The following is a brief introduction to the topic:
The symptom of pain is common to all patients, regardless of age, gender, race, or behavior. Neurological system has a major role to play in pain perception. The nervous systems receives and interprets stimuli which are then translated into painful sensations. The three main types of pain are acute, chronic and referred. Acute or sudden pain usually subsides quickly. Chronic pain occurs when pain persists or returns after a time period greater than six months. Referred Pain occurs when pain does not originate at the original site. This paper discusses factors that affect the treatment, diagnosis, and pathophysiology associated with acute, chronic or referred chronic pain. These include genetics and gender.
The Pathophysiology and Treatment of Chronic Pain, Acute Pain, and Referred pain
Acute Pain is an abrupt pain that can occur in response to tissue damage or inflammation. A-delta myelinated fibers with high conduction speeds transmit acute pain. A-delta fibres transmit pain to the dorsal cord of the spine when noxious stimuli are applied. Second-order neuronal cells in the dorsal cord receive the pain signals sent by the A-delta fibres, and then transmit the signal to the thalamus. The thalamus acts as a relay station for pain signals and transmits them to the somatosensory cortex, where they are processed and perceived as pain sensations (Huether & McCance, 2017).
The chronic pain is persistent pain or pain that occurs repeatedly and lasts longer than six months. Chronic pain is nociceptive or neuropathic. The cause of nociceptive or neuropathic chronic pain is tissue damage, inflammation or injury. Chronic pain can be transmitted through C-fibers that are not myelinated, and which have a very slow conduction rate. The C fibers transmit pain to the dorsal spinal cord horn when activated. Dorsal-horn neurons receive signals of pain from C-fibers. They then send them on to brainstems, thalami, and the cortex. Chronic pain also activates the descending pain pathway, which modulates pain perception by releasing endogenous opioids, serotonin, and norepinephrine (Huether & McCance, 2017).

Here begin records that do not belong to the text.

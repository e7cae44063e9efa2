//! Core types for MiniCDC
//!
//! Defines the raw change event yielded by a data source, the dynamic value
//! tree carried in row images, and the replication position token used for
//! checkpointing.

use std::collections::BTreeMap;
use std::fmt;

use chrono::NaiveDateTime;
use serde::{Deserialize, Serialize};

/// A dynamically typed column value from the replication log.
///
/// Row images are heterogeneous trees; this variant covers everything the
/// upstream can emit. Conversion to the JSON-compatible subset lives in
/// [`crate::serializer`].
#[derive(Debug, Clone, PartialEq, Serialize, Deserialize)]
pub enum Value {
    /// NULL value
    Null,
    /// Boolean value
    Bool(bool),
    /// 64-bit signed integer
    Int(i64),
    /// 64-bit floating point
    Float(f64),
    /// String value
    Str(String),
    /// Raw bytes (BLOB columns, or text in an unknown charset)
    Bytes(Vec<u8>),
    /// Temporal value (DATETIME / TIMESTAMP columns)
    Time(NaiveDateTime),
    /// Ordered sequence
    Seq(Vec<Value>),
    /// Nested document (JSON columns)
    Map(BTreeMap<String, Value>),
}

/// A single row image: column name to value, in column order.
pub type Row = BTreeMap<String, Value>;

/// The kind of row mutation a change event describes
#[derive(Debug, Clone, Copy, PartialEq, Eq, Serialize, Deserialize)]
pub enum EventType {
    Insert,
    Update,
    Delete,
}

impl fmt::Display for EventType {
    fn fmt(&self, f: &mut fmt::Formatter<'_>) -> fmt::Result {
        match self {
            EventType::Insert => write!(f, "Insert"),
            EventType::Update => write!(f, "Update"),
            EventType::Delete => write!(f, "Delete"),
        }
    }
}

/// Row payload of a change event.
///
/// Updates carry both images; inserts and deletes carry one.
#[derive(Debug, Clone, PartialEq)]
pub enum ChangeContent {
    /// Single row image (the new row for Insert, the old row for Delete)
    Row(Row),
    /// Before and after images for Update
    Pair { before: Row, after: Row },
}

/// One row mutation read from the replication log
#[derive(Debug, Clone, PartialEq)]
pub struct ChangeEvent {
    pub event_type: EventType,
    pub database: String,
    pub table: String,
    pub content: ChangeContent,
    /// Token of the enclosing transaction. Events from one transaction
    /// share the same token.
    pub position: Position,
    /// Seconds since the epoch, as recorded in the log event header
    pub timestamp: u32,
}

/// An opaque, totally ordered replication position token.
///
/// Corresponds to a global transaction identifier (`uuid:gno`). The empty
/// token means "start from the current log head". Comparison is plain
/// string comparison; callers treat tokens as opaque.
#[derive(Debug, Clone, Default, PartialEq, Eq, PartialOrd, Ord, Hash, Serialize, Deserialize)]
pub struct Position(String);

impl Position {
    pub fn new(token: impl Into<String>) -> Self {
        Position(token.into())
    }

    /// The "start from the log head" position
    pub fn empty() -> Self {
        Position(String::new())
    }

    pub fn is_empty(&self) -> bool {
        self.0.is_empty()
    }

    pub fn as_str(&self) -> &str {
        &self.0
    }
}

impl fmt::Display for Position {
    fn fmt(&self, f: &mut fmt::Formatter<'_>) -> fmt::Result {
        write!(f, "{}", self.0)
    }
}

impl From<&str> for Position {
    fn from(s: &str) -> Self {
        Position(s.to_string())
    }
}

/// A processed, JSON-compatible message ready for publication
pub type Message = serde_json::Value;

#[cfg(test)]
mod tests {
    use super::*;

    #[test]
    fn test_position_empty_means_head() {
        assert!(Position::empty().is_empty());
        assert!(Position::default().is_empty());
        assert!(!Position::new("uuid:1").is_empty());
    }

    #[test]
    fn test_position_equality_and_order() {
        let a = Position::new("3e11fa47:1");
        let b = Position::new("3e11fa47:1");
        let c = Position::new("3e11fa47:2");
        assert_eq!(a, b);
        assert!(a < c);
    }

    #[test]
    fn test_event_type_display() {
        assert_eq!(EventType::Insert.to_string(), "Insert");
        assert_eq!(EventType::Update.to_string(), "Update");
        assert_eq!(EventType::Delete.to_string(), "Delete");
    }

    #[test]
    fn test_change_content_pair_holds_both_images() {
        let mut before = Row::new();
        before.insert("id".to_string(), Value::Int(1));
        let mut after = Row::new();
        after.insert("id".to_string(), Value::Int(2));

        let content = ChangeContent::Pair { before, after };
        match content {
            ChangeContent::Pair { before, after } => {
                assert_eq!(before.get("id"), Some(&Value::Int(1)));
                assert_eq!(after.get("id"), Some(&Value::Int(2)));
            }
            _ => unreachable!(),
        }
    }
}
async fn open_binlog_stream(
    opts: &Opts,
    server_id: u32,
    start: &StartFrom,
) -> mysql_async::Result<BinlogStream> {
    let conn = Conn::new(opts.clone()).await?;
    match start {
        StartFrom::Head { file, pos } => {
            conn.get_binlog_stream(
                BinlogStreamRequest::new(server_id)
                    .with_filename(file.as_bytes())
                    .with_pos(*pos),
            )
            .await
        }
        StartFrom::Gtid { sid, gno } => {
            // The interval 1..=gno is what we have already seen; the server
            // resumes strictly after it.
            let sids = vec![Sid::new(*sid).with_interval(GnoInterval::new(1, gno + 1))];
            conn.get_binlog_stream(
                BinlogStreamRequest::new(server_id)
                    .with_gtid()
                    .with_gtid_set(sids),
            )
            .await
        }
    }
}

async fn open_with_retry(
    opts: &Opts,
    initial_server_id: u32,
    start: &StartFrom,
) -> Result<BinlogStream> {
    let mut server_id = initial_server_id;
    let mut attempt = 1;
    loop {
        match open_binlog_stream(opts, server_id, start).await {
            Ok(stream) => {
                if attempt > 1 {
                    log::info!("Registered as replica {} after {} attempts", server_id, attempt);
                }
                return Ok(stream);
            }
            Err(e) if is_server_id_collision(&e) => {
                if attempt >= CONNECT_MAX_ATTEMPTS {
                    return Err(CdcError::DataSource(format!(
                        "Server id collision persisted after {} attempts: {}",
                        attempt, e
                    )));
                }
                let delay = collision_backoff(attempt, rand::thread_rng().gen_range(0.5..1.5));
                let new_id = random_server_id();
                log::warn!(
                    "Server id {} already in use, retrying with {} in {:?}",
                    server_id,
                    new_id,
                    delay
                );
                tokio::time::sleep(delay).await;
                server_id = new_id;
                attempt += 1;
            }
            Err(e) => {
                return Err(CdcError::DataSource(format!(
                    "Failed to connect to MySQL binlog stream: {}",
                    e
                )))
            }
        }
    }
}

fn is_server_id_collision(err: &mysql_async::Error) -> bool {
    match err {
        mysql_async::Error::Server(server_err) => {
            // ER_SLAVE_FATAL_ERROR with the duplicate-replica message
            server_err.code == 1593 || server_err.message.contains("server_uuid/server_id")
        }
        _ => false,
    }
}

fn collision_backoff(attempt: u32, jitter: f64) -> Duration {
    let exp = 0.1 * 2f64.powi(attempt.saturating_sub(1) as i32);
    Duration::from_secs_f64((exp * jitter).min(5.0))
}

fn random_server_id() -> u32 {
    rand::thread_rng().gen_range(2..=u32::MAX)
}

/// Cached `information_schema` column names per table
#[derive(Default)]
struct ColumnNameCache {
    cache: HashMap<(String, String), Arc<Vec<String>>>,
}

impl ColumnNameCache {
    // TODO: invalidate on DDL query events so column renames are picked up
    // without a reconnect.
    async fn get(&mut self, ctl: &mut Conn, database: &str, table: &str) -> Arc<Vec<String>> {
        let key = (database.to_string(), table.to_string());
        if let Some(names) = self.cache.get(&key) {
            return Arc::clone(names);
        }

        let names: Vec<String> = match ctl
            .exec(
                "SELECT COLUMN_NAME FROM information_schema.columns \
                 WHERE table_schema = ? AND table_name = ? ORDER BY ORDINAL_POSITION",
                (database, table),
            )
            .await
        {
            Ok(names) => names,
            Err(e) => {
                log::warn!(
                    "Failed to fetch column names for {}.{}: {}",
                    database,
                    table,
                    e
                );
                Vec::new()
            }
        };

        let names = Arc::new(names);
        self.cache.insert(key, Arc::clone(&names));
        names
    }
}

Referred pain occurs if the pain site is different from the source of the pain. Referred pain is caused by the convergence of nerves that originate in different areas within the spinal cord. Referred pain can be caused by the convergence of sensory nerves from different regions in the spinal cord. For instance, the pain coming from the heart could be sent to the shoulder or arm on the left, while pain from the Gallbladder might be directed to the shoulder and the back on the right. Referred Pain is a result of the overlapping dermatomes. Dermatomes are areas of skin that receive innervation from a spinal nerve. The brain misinterprets the pain signals and perceives them as originating from the referred site (Huether & McCance, 2017).
Patients’ factors and their impact on pathophysiology. Diagnosis and treatment of pain
The patient’s gender, ethnicity and age are all factors that may influence the treatment, diagnosis or pathophysiology of pain. The expression of genes for neurotransmitters, pain receptors and ion channel codes can alter pain perception. Individuals with mutations of the SCN9A, the gene that codes for the sodium channel Nav1.7, can experience CIP or erythromelalgia. This is marked by burning pain on the hands and feet.